____ RECORDS TO USE

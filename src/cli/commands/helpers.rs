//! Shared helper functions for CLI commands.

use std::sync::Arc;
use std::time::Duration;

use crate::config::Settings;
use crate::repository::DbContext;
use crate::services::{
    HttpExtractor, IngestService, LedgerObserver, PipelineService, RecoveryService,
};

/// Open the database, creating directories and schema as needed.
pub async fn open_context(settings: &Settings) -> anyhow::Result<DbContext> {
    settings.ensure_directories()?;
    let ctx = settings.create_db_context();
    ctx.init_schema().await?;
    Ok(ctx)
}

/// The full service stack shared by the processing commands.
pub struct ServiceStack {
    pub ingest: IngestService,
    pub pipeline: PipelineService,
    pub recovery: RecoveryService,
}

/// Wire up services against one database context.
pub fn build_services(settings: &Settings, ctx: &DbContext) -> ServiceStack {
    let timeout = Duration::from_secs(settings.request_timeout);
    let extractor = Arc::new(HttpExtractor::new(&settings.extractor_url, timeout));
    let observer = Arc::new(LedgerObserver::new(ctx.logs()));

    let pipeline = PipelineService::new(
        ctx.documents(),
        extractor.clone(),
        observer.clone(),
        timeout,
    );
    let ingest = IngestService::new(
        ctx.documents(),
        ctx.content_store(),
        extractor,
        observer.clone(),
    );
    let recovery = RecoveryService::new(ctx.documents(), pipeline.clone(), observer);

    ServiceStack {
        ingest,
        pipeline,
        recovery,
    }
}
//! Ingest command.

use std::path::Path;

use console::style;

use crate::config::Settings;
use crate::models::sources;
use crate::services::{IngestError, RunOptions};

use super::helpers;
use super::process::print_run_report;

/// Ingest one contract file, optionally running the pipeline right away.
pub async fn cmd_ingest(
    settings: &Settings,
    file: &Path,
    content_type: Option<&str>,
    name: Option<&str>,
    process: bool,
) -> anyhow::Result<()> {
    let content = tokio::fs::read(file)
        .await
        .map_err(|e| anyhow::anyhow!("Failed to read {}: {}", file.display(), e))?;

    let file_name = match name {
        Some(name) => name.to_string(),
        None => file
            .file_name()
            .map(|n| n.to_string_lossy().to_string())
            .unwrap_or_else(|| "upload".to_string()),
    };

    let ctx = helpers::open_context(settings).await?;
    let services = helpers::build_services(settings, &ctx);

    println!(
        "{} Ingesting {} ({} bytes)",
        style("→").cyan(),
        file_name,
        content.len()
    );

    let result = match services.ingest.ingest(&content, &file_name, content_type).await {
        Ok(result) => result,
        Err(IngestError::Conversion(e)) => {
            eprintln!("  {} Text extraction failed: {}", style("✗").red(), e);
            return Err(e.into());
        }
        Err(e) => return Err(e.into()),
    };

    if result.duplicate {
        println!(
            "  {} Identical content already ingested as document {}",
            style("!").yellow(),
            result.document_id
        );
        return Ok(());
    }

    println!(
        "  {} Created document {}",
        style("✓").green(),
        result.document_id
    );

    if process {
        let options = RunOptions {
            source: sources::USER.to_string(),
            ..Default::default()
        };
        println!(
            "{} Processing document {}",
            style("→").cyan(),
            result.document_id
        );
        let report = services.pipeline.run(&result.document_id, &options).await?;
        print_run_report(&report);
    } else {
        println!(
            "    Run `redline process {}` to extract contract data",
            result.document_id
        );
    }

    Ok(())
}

________

TASK TO CARRY OUT: Lines holding "anyhow" in the material above are to be reported.

RESULT OF THIS EXERCISE:
pub async fn open_context(settings: &Settings) -> anyhow::Result<DbContext> {
) -> anyhow::Result<()> {
        .map_err(|e| anyhow::anyhow!("Failed to read {}: {}", file.display(), e))?;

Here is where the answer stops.